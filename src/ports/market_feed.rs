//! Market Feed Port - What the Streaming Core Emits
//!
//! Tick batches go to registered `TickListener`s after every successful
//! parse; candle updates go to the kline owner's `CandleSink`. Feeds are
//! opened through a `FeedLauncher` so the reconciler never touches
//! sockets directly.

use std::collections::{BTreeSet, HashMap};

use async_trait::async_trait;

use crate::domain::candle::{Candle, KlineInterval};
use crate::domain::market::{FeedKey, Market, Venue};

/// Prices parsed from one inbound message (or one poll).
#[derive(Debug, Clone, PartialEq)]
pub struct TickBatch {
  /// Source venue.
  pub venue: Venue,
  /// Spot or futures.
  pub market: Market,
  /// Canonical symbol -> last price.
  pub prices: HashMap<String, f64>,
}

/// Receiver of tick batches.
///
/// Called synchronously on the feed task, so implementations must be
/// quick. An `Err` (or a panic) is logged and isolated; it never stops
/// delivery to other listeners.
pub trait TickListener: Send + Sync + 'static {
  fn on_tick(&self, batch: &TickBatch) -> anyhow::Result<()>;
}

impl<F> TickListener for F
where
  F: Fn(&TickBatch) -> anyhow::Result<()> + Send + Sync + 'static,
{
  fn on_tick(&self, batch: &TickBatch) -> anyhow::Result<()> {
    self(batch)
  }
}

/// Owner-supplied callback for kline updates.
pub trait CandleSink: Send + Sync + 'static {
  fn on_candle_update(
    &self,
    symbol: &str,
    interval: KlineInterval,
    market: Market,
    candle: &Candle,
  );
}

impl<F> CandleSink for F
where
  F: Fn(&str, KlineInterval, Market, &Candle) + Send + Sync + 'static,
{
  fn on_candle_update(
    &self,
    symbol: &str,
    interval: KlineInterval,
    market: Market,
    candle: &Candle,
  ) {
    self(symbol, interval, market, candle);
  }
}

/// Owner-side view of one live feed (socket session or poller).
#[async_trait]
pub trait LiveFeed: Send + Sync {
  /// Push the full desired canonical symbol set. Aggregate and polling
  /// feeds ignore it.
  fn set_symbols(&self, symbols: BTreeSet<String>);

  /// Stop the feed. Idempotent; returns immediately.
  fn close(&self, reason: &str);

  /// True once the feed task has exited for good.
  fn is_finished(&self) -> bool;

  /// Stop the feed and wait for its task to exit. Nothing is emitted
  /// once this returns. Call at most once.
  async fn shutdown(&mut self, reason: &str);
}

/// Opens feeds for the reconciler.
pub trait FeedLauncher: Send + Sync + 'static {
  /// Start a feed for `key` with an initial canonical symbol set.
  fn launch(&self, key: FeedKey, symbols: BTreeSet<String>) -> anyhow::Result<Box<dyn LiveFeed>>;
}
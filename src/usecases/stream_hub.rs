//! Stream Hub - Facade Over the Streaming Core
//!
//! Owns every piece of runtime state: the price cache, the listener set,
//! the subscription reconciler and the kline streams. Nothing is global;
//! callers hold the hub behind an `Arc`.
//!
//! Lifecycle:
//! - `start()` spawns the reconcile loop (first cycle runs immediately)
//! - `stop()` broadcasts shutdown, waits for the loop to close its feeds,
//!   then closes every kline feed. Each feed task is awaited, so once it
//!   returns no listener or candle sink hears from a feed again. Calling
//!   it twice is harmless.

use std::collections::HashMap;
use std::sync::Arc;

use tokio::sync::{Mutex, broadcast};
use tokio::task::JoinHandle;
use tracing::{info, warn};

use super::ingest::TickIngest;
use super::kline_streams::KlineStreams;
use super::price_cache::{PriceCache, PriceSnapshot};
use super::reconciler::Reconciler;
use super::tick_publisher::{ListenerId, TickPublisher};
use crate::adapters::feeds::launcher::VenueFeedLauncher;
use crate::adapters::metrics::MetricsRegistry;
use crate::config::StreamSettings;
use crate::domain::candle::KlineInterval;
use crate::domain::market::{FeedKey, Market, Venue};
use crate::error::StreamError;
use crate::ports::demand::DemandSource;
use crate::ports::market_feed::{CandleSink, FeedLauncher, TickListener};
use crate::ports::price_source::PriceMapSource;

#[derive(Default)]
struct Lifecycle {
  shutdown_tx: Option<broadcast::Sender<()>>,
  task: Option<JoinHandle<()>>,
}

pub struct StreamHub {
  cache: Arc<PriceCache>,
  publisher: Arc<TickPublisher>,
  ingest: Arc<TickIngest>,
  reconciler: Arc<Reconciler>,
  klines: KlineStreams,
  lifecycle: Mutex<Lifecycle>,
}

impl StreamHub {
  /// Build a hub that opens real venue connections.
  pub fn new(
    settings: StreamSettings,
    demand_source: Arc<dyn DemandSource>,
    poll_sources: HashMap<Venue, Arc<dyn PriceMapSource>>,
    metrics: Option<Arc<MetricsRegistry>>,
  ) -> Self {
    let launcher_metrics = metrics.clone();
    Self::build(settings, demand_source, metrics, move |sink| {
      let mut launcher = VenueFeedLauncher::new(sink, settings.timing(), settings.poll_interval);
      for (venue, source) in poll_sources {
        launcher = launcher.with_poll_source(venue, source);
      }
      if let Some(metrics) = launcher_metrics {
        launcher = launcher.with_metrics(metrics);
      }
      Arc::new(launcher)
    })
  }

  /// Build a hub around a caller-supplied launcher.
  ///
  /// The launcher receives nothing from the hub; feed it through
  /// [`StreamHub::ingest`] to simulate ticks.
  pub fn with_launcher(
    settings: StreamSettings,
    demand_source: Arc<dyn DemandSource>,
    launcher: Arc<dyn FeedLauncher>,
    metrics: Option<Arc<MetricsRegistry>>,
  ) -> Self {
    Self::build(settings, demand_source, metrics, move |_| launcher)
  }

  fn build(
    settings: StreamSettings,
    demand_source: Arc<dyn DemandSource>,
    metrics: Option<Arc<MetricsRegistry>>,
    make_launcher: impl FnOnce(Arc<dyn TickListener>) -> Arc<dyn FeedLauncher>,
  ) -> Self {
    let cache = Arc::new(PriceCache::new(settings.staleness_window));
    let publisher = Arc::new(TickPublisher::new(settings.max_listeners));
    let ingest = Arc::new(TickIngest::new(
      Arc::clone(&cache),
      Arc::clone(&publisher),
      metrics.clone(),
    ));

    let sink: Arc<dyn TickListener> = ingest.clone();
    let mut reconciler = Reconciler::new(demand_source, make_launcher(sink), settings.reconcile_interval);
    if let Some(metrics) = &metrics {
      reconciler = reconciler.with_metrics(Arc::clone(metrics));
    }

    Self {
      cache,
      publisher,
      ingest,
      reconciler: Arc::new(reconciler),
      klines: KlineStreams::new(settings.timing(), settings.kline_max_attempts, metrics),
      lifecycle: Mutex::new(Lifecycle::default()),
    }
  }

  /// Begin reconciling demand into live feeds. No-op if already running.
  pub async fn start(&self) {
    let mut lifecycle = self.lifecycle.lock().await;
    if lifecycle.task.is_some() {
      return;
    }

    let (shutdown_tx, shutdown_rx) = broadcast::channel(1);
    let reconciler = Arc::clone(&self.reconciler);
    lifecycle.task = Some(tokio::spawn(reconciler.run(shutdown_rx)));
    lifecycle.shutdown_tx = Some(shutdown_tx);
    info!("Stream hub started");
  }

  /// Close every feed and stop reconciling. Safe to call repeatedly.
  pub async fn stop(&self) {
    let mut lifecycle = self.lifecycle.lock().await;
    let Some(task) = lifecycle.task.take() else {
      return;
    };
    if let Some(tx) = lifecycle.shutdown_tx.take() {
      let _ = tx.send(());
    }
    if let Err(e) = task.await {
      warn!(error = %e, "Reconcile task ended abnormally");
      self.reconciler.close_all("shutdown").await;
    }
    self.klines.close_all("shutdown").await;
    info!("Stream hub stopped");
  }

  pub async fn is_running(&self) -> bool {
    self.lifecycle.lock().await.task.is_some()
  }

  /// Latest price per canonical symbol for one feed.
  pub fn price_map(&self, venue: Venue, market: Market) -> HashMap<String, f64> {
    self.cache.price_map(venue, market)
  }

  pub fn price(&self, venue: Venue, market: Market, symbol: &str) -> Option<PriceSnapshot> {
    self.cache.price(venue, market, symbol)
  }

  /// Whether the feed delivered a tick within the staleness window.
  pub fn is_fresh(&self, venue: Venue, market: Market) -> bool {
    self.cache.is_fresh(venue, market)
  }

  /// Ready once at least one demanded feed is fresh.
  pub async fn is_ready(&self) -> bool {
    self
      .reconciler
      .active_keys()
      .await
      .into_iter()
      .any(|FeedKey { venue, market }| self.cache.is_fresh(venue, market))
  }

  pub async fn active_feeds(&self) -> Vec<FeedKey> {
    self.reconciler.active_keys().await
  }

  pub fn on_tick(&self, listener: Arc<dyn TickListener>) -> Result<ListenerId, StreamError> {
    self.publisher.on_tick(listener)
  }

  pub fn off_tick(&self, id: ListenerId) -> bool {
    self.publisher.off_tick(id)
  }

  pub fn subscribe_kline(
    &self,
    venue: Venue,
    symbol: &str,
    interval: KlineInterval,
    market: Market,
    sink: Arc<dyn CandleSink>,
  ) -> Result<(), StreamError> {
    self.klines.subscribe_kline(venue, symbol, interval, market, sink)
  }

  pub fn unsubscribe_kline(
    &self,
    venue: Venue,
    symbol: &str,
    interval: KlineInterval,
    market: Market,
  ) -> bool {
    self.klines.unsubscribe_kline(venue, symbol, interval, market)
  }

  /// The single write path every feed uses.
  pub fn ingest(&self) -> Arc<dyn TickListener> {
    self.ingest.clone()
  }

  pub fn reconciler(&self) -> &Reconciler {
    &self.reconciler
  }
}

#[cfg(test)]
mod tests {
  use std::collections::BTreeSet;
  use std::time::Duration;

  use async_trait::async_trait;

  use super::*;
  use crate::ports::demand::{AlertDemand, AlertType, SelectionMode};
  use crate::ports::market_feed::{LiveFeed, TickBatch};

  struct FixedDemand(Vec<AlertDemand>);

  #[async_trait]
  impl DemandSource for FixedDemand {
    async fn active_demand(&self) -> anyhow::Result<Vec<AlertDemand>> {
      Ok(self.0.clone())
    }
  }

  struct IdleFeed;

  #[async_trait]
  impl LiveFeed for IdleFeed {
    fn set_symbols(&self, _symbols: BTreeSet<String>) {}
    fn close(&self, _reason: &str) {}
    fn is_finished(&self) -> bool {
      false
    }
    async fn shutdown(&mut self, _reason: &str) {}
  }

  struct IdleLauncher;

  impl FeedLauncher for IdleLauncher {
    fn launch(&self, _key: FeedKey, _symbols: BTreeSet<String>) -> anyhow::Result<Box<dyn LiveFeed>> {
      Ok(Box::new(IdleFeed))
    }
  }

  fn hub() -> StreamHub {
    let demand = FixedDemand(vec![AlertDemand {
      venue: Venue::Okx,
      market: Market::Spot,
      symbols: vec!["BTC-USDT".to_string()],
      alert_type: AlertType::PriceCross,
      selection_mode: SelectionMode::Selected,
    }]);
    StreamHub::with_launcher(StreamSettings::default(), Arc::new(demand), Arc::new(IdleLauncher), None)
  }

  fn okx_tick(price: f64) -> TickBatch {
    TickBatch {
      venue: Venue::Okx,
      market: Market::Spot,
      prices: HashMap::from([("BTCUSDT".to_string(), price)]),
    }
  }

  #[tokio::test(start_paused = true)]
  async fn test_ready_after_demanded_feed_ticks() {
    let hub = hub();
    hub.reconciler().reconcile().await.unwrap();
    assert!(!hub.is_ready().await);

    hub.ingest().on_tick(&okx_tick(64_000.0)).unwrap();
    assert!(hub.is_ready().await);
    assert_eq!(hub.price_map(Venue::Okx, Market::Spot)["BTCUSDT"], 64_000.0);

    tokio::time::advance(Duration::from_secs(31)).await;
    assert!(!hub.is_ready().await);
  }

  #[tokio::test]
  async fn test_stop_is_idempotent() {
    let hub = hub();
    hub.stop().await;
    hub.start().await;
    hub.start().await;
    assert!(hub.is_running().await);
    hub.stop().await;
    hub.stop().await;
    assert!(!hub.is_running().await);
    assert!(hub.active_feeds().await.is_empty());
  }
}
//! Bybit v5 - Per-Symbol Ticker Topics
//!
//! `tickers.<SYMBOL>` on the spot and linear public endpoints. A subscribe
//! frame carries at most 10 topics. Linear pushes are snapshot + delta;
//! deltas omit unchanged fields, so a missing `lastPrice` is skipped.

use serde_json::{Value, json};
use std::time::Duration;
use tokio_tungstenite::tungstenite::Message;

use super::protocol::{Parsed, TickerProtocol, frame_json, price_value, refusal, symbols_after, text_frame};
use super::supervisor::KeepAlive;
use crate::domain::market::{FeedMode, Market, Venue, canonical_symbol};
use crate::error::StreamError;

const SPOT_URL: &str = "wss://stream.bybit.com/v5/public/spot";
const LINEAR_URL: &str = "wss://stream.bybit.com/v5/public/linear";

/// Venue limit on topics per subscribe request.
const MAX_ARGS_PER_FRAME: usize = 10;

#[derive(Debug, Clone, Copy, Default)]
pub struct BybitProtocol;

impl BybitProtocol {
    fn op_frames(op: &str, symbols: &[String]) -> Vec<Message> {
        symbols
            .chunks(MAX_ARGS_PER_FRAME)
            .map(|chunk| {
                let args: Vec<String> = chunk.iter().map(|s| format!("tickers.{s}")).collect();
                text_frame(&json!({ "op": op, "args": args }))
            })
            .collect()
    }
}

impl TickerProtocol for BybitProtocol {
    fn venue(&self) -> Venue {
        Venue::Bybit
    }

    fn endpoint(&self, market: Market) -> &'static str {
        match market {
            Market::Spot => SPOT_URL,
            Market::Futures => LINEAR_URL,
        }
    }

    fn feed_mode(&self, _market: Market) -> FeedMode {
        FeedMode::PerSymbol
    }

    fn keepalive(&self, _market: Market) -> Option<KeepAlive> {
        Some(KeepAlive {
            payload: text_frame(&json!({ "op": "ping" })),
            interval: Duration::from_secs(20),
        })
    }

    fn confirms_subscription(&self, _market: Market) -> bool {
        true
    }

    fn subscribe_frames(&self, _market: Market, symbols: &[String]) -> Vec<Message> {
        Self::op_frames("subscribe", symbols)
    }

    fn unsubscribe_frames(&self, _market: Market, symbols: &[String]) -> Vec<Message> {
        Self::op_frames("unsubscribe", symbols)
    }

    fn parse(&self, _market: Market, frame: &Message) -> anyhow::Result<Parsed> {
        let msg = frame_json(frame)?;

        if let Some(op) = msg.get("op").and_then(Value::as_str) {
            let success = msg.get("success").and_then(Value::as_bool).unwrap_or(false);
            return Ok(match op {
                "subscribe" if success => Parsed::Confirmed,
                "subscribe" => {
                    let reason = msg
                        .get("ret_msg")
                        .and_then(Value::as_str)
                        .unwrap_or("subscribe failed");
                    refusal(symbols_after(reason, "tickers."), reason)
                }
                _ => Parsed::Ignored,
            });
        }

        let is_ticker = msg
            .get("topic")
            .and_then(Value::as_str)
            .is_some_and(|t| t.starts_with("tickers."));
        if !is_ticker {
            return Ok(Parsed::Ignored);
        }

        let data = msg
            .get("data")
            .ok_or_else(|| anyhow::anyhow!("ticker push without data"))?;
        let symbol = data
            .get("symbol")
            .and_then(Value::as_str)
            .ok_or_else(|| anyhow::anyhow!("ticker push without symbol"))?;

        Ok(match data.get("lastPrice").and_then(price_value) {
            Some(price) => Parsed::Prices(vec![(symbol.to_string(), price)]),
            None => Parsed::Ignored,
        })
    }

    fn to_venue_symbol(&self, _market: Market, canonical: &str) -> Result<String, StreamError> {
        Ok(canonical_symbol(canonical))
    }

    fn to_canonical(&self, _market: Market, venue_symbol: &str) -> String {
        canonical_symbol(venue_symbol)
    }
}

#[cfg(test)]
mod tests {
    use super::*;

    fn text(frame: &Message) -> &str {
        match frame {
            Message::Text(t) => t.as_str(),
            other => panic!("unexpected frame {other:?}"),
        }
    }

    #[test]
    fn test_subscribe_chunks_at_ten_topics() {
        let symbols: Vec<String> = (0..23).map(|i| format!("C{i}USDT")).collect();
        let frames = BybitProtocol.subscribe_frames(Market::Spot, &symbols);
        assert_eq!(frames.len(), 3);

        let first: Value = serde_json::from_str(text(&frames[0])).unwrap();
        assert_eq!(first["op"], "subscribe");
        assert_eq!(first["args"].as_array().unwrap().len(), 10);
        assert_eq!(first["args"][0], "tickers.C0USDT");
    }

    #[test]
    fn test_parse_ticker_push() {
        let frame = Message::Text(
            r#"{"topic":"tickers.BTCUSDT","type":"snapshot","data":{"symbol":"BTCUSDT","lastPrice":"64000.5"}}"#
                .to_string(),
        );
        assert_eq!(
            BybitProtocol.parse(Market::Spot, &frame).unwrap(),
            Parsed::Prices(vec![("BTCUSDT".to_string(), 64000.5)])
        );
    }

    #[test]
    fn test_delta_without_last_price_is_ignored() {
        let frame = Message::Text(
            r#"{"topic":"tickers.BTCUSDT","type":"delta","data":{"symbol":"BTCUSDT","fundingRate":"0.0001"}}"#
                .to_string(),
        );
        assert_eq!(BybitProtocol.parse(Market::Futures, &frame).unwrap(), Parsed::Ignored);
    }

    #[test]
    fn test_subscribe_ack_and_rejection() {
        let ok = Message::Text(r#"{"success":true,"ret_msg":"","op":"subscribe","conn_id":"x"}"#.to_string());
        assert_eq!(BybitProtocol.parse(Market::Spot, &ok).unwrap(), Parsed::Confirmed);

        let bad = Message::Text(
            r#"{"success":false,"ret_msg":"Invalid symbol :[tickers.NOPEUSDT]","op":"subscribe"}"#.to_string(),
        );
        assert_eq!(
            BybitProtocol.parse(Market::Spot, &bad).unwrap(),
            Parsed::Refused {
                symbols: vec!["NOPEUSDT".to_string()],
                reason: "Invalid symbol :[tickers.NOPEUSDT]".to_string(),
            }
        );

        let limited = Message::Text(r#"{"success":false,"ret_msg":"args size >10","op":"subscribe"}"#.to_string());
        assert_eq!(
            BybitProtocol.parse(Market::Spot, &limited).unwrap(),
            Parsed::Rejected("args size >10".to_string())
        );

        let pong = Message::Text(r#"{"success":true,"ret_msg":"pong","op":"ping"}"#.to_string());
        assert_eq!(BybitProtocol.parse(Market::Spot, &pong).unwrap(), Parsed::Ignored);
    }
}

* [Exercise aim]: Search the entries above for the string "Result". Copy each line in which it appears.

* [Exercise output]:
  fn on_tick(&self, batch: &TickBatch) -> anyhow::Result<()>;
  F: Fn(&TickBatch) -> anyhow::Result<()> + Send + Sync + 'static,
  fn on_tick(&self, batch: &TickBatch) -> anyhow::Result<()> {
  fn launch(&self, key: FeedKey, symbols: BTreeSet<String>) -> anyhow::Result<Box<dyn LiveFeed>>;
  pub fn on_tick(&self, listener: Arc<dyn TickListener>) -> Result<ListenerId, StreamError> {
  ) -> Result<(), StreamError> {
    async fn active_demand(&self) -> anyhow::Result<Vec<AlertDemand>> {
    fn launch(&self, _key: FeedKey, _symbols: BTreeSet<String>) -> anyhow::Result<Box<dyn LiveFeed>> {
    fn parse(&self, _market: Market, frame: &Message) -> anyhow::Result<Parsed> {
    fn to_venue_symbol(&self, _market: Market, canonical: &str) -> Result<String, StreamError> {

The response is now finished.